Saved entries
───

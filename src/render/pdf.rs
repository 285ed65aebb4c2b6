//! PDF encoding for terms documents.
//!
//! Text is set in DejaVu Sans, embedded as a composite (Type0) TrueType
//! font. Every distinct character gets its own CID, mapped to a glyph via
//! `CIDToGIDMap` and back to Unicode via a `ToUnicode` CMap, so the text
//! layer reproduces exactly what the user typed. Characters the font has
//! no glyph for still extract correctly; they are drawn as the font's
//! missing-glyph box.

use std::collections::HashMap;

use lopdf::content::{Content, Operation};
use lopdf::{dictionary, Document, Object, ObjectId, Stream, StringFormat};
use ttf_parser::{Face, GlyphId};

use crate::error::RenderError;

use super::terms::TermsDocument;

static FONT_DATA: &[u8] = include_bytes!("../../assets/fonts/DejaVuSans.ttf");
const FONT_NAME: &str = "DejaVuSans";

/// A4 in points.
const PAGE_WIDTH: i64 = 595;
const PAGE_HEIGHT: i64 = 842;
const MARGIN: i64 = 56;
const TEXT_WIDTH: f64 = (PAGE_WIDTH - 2 * MARGIN) as f64;
const TITLE_SIZE: i64 = 16;
const BODY_SIZE: i64 = 12;
const LEADING: i64 = 18;
/// Stroke width used to embolden the title.
const TITLE_STROKE: f32 = 0.5;
/// ToUnicode `bfchar` blocks hold at most 100 entries.
const BFCHAR_BLOCK: usize = 100;

#[derive(Debug, Clone, PartialEq)]
enum Line {
    Title(String),
    Body(String),
    Blank,
}

/// Glyph lookup and advance widths for the embedded font.
struct FontMetrics<'a> {
    face: Face<'a>,
    units_per_em: f64,
}

impl<'a> FontMetrics<'a> {
    fn load(data: &'a [u8]) -> Result<Self, RenderError> {
        let face = Face::parse(data, 0)
            .map_err(|e| RenderError::Pdf(format!("embedded font is unreadable: {e}")))?;
        let units_per_em = f64::from(face.units_per_em());
        Ok(Self { face, units_per_em })
    }

    fn glyph(&self, ch: char) -> GlyphId {
        self.face.glyph_index(ch).unwrap_or(GlyphId(0))
    }

    /// Advance of `ch` in thousandths of the font size.
    fn advance(&self, ch: char) -> i64 {
        let units = self.face.glyph_hor_advance(self.glyph(ch)).unwrap_or(0);
        self.scale(i64::from(units))
    }

    fn scale(&self, units: i64) -> i64 {
        (units as f64 * 1000.0 / self.units_per_em).round() as i64
    }

    /// Rendered width of `text` at `size` points.
    fn width(&self, text: &str, size: i64) -> f64 {
        let total: i64 = text.chars().map(|ch| self.advance(ch)).sum();
        total as f64 * size as f64 / 1000.0
    }
}

/// The document's characters, numbered from CID 1 in order of first use.
struct CharTable {
    cids: HashMap<char, u16>,
    chars: Vec<char>,
}

impl CharTable {
    fn collect<'l>(lines: impl IntoIterator<Item = &'l Line>) -> Result<Self, RenderError> {
        let mut table = Self {
            cids: HashMap::new(),
            chars: Vec::new(),
        };
        for line in lines {
            let (Line::Title(text) | Line::Body(text)) = line else {
                continue;
            };
            for ch in text.chars() {
                if table.cids.contains_key(&ch) {
                    continue;
                }
                let cid = u16::try_from(table.chars.len() + 1)
                    .map_err(|_| RenderError::Pdf("too many distinct characters".to_string()))?;
                table.cids.insert(ch, cid);
                table.chars.push(ch);
            }
        }
        Ok(table)
    }

    /// Two-byte big-endian CIDs for an `Identity-H` encoded font.
    fn encode(&self, text: &str) -> Vec<u8> {
        text.chars()
            .flat_map(|ch| self.cids.get(&ch).copied().unwrap_or(0).to_be_bytes())
            .collect()
    }
}

/// Encode the document as PDF bytes, adding pages as needed.
pub fn encode(doc: &TermsDocument) -> Result<Vec<u8>, RenderError> {
    let font = FontMetrics::load(FONT_DATA)?;
    let lines = layout(doc, &font);
    let table = CharTable::collect(&lines)?;
    let pages = paginate(lines);

    let mut pdf = Document::with_version("1.5");
    let pages_id = pdf.new_object_id();
    let font_id = add_font(&mut pdf, &font, &table);
    let resources_id = pdf.add_object(dictionary! {
        "Font" => dictionary! {
            "F1" => font_id,
        },
    });

    let mut kids: Vec<Object> = Vec::with_capacity(pages.len());
    for page in &pages {
        let content = page_content(page, &font, &table)
            .encode()
            .map_err(|e| RenderError::Pdf(e.to_string()))?;
        let content_id = pdf.add_object(Stream::new(dictionary! {}, content));
        let page_id = pdf.add_object(dictionary! {
            "Type" => "Page",
            "Parent" => pages_id,
            "Contents" => content_id,
        });
        kids.push(page_id.into());
    }

    let count = kids.len() as i64;
    pdf.objects.insert(
        pages_id,
        Object::Dictionary(dictionary! {
            "Type" => "Pages",
            "Kids" => kids,
            "Count" => count,
            "Resources" => resources_id,
            "MediaBox" => vec![0.into(), 0.into(), PAGE_WIDTH.into(), PAGE_HEIGHT.into()],
        }),
    );
    let catalog_id = pdf.add_object(dictionary! {
        "Type" => "Catalog",
        "Pages" => pages_id,
    });
    pdf.trailer.set("Root", catalog_id);
    pdf.compress();

    let mut bytes = Vec::new();
    pdf.save_to(&mut bytes)
        .map_err(|e| RenderError::Pdf(e.to_string()))?;
    Ok(bytes)
}

/// Embed the font as Type0 / CIDFontType2 and return the Type0 font id.
fn add_font(pdf: &mut Document, font: &FontMetrics, table: &CharTable) -> ObjectId {
    let face = &font.face;
    let bbox = face.global_bounding_box();
    let ascent = font.scale(i64::from(face.ascender()));
    let descent = font.scale(i64::from(face.descender()));
    let cap_height = face
        .capital_height()
        .map(|h| font.scale(i64::from(h)))
        .unwrap_or(ascent);

    let font_file = pdf.add_object(Stream::new(
        dictionary! { "Length1" => FONT_DATA.len() as i64 },
        FONT_DATA.to_vec(),
    ));
    let descriptor = pdf.add_object(dictionary! {
        "Type" => "FontDescriptor",
        "FontName" => FONT_NAME,
        "Flags" => 32,
        "FontBBox" => vec![
            font.scale(i64::from(bbox.x_min)).into(),
            font.scale(i64::from(bbox.y_min)).into(),
            font.scale(i64::from(bbox.x_max)).into(),
            font.scale(i64::from(bbox.y_max)).into(),
        ],
        "ItalicAngle" => 0,
        "Ascent" => ascent,
        "Descent" => descent,
        "CapHeight" => cap_height,
        "StemV" => 80,
        "FontFile2" => font_file,
    });

    // CID 0 stays on .notdef.
    let mut gid_map = vec![0u8, 0u8];
    for &ch in &table.chars {
        gid_map.extend_from_slice(&font.glyph(ch).0.to_be_bytes());
    }
    let cid_to_gid = pdf.add_object(Stream::new(dictionary! {}, gid_map));

    let widths: Vec<Object> = table
        .chars
        .iter()
        .map(|&ch| font.advance(ch).into())
        .collect();

    let cid_font = pdf.add_object(dictionary! {
        "Type" => "Font",
        "Subtype" => "CIDFontType2",
        "BaseFont" => FONT_NAME,
        "CIDSystemInfo" => dictionary! {
            "Registry" => Object::string_literal("Adobe"),
            "Ordering" => Object::string_literal("Identity"),
            "Supplement" => 0,
        },
        "FontDescriptor" => descriptor,
        "DW" => 1000,
        "W" => vec![Object::Integer(1), Object::Array(widths)],
        "CIDToGIDMap" => cid_to_gid,
    });

    let to_unicode = pdf.add_object(Stream::new(
        dictionary! {},
        to_unicode_cmap(&table.chars).into_bytes(),
    ));

    pdf.add_object(dictionary! {
        "Type" => "Font",
        "Subtype" => "Type0",
        "BaseFont" => FONT_NAME,
        "Encoding" => "Identity-H",
        "DescendantFonts" => vec![cid_font.into()],
        "ToUnicode" => to_unicode,
    })
}

/// CMap mapping each CID (1-based index into `chars`) to its character.
fn to_unicode_cmap(chars: &[char]) -> String {
    let mut cmap = String::from(
        "/CIDInit /ProcSet findresource begin\n\
         12 dict begin\n\
         begincmap\n\
         /CIDSystemInfo << /Registry (Adobe) /Ordering (UCS) /Supplement 0 >> def\n\
         /CMapName /Adobe-Identity-UCS def\n\
         /CMapType 2 def\n\
         1 begincodespacerange\n\
         <0000> <FFFF>\n\
         endcodespacerange\n",
    );

    for (block_index, block) in chars.chunks(BFCHAR_BLOCK).enumerate() {
        cmap.push_str(&format!("{} beginbfchar\n", block.len()));
        for (offset, &ch) in block.iter().enumerate() {
            let cid = block_index * BFCHAR_BLOCK + offset + 1;
            let mut units = [0u16; 2];
            let utf16: String = ch
                .encode_utf16(&mut units)
                .iter()
                .map(|unit| format!("{unit:04X}"))
                .collect();
            cmap.push_str(&format!("<{cid:04X}> <{utf16}>\n"));
        }
        cmap.push_str("endbfchar\n");
    }

    cmap.push_str(
        "endcmap\n\
         CMapName currentdict /CMap defineresource pop\n\
         end\n\
         end\n",
    );
    cmap
}

fn layout(doc: &TermsDocument, font: &FontMetrics) -> Vec<Line> {
    let title_width = |s: &str| font.width(s, TITLE_SIZE);
    let body_width = |s: &str| font.width(s, BODY_SIZE);

    let mut lines: Vec<Line> = wrap(&doc.title, TEXT_WIDTH, &title_width)
        .into_iter()
        .map(Line::Title)
        .collect();

    for section in &doc.sections {
        lines.push(Line::Blank);
        let texts = section.heading.iter().chain(&section.lines);
        for text in texts {
            lines.extend(
                wrap(text, TEXT_WIDTH, &body_width)
                    .into_iter()
                    .map(Line::Body),
            );
        }
    }
    lines
}

fn paginate(lines: Vec<Line>) -> Vec<Vec<Line>> {
    let per_page = ((PAGE_HEIGHT - 2 * MARGIN) / LEADING) as usize;
    let mut pages: Vec<Vec<Line>> = Vec::new();
    let mut current = Vec::new();
    for line in lines {
        if current.len() == per_page {
            pages.push(std::mem::take(&mut current));
        }
        // No page starts with a blank line.
        if current.is_empty() && line == Line::Blank && !pages.is_empty() {
            continue;
        }
        current.push(line);
    }
    if !current.is_empty() || pages.is_empty() {
        pages.push(current);
    }
    pages
}

fn page_content(lines: &[Line], font: &FontMetrics, table: &CharTable) -> Content {
    let mut operations = Vec::new();
    let mut y = PAGE_HEIGHT - MARGIN;

    for line in lines {
        match line {
            Line::Blank => {}
            Line::Title(text) => {
                let x = centered_x(font.width(text, TITLE_SIZE));
                // Fill-and-stroke render mode stands in for a bold face.
                operations.push(Operation::new("q", vec![]));
                operations.push(Operation::new("w", vec![Object::Real(TITLE_STROKE)]));
                operations.push(Operation::new("BT", vec![]));
                operations.push(Operation::new("Tr", vec![2.into()]));
                push_text(&mut operations, table, text, TITLE_SIZE, x, y);
                operations.push(Operation::new("ET", vec![]));
                operations.push(Operation::new("Q", vec![]));
            }
            Line::Body(text) => {
                operations.push(Operation::new("BT", vec![]));
                push_text(&mut operations, table, text, BODY_SIZE, MARGIN, y);
                operations.push(Operation::new("ET", vec![]));
            }
        }
        y -= LEADING;
    }

    Content { operations }
}

fn push_text(operations: &mut Vec<Operation>, table: &CharTable, text: &str, size: i64, x: i64, y: i64) {
    operations.push(Operation::new("Tf", vec!["F1".into(), size.into()]));
    operations.push(Operation::new("Td", vec![x.into(), y.into()]));
    operations.push(Operation::new(
        "Tj",
        vec![Object::String(table.encode(text), StringFormat::Hexadecimal)],
    ));
}

fn centered_x(width: f64) -> i64 {
    (((PAGE_WIDTH as f64 - width) / 2.0).round() as i64).max(MARGIN)
}

/// Greedy word wrap against a measured width. Words wider than the line
/// are hard-cut between characters.
fn wrap(text: &str, max_width: f64, measure: &dyn Fn(&str) -> f64) -> Vec<String> {
    let mut lines = Vec::new();
    let mut current = String::new();

    for word in text.split_whitespace() {
        let candidate = if current.is_empty() {
            word.to_string()
        } else {
            format!("{current} {word}")
        };
        if measure(&candidate) <= max_width {
            current = candidate;
            continue;
        }
        if !current.is_empty() {
            lines.push(std::mem::take(&mut current));
        }
        if measure(word) <= max_width {
            current = word.to_string();
            continue;
        }

        let mut piece = String::new();
        for ch in word.chars() {
            piece.push(ch);
            if piece.chars().count() > 1 && measure(&piece) > max_width {
                piece.pop();
                lines.push(std::mem::take(&mut piece));
                piece.push(ch);
            }
        }
        current = piece;
    }
    if !current.is_empty() || lines.is_empty() {
        lines.push(current);
    }
    lines
}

───

> [Assignment]
All lines of the records above that contain the word "points" are to be copied out.

> [Completed exercise]
/// A4 in points.
    /// Rendered width of `text` at `size` points.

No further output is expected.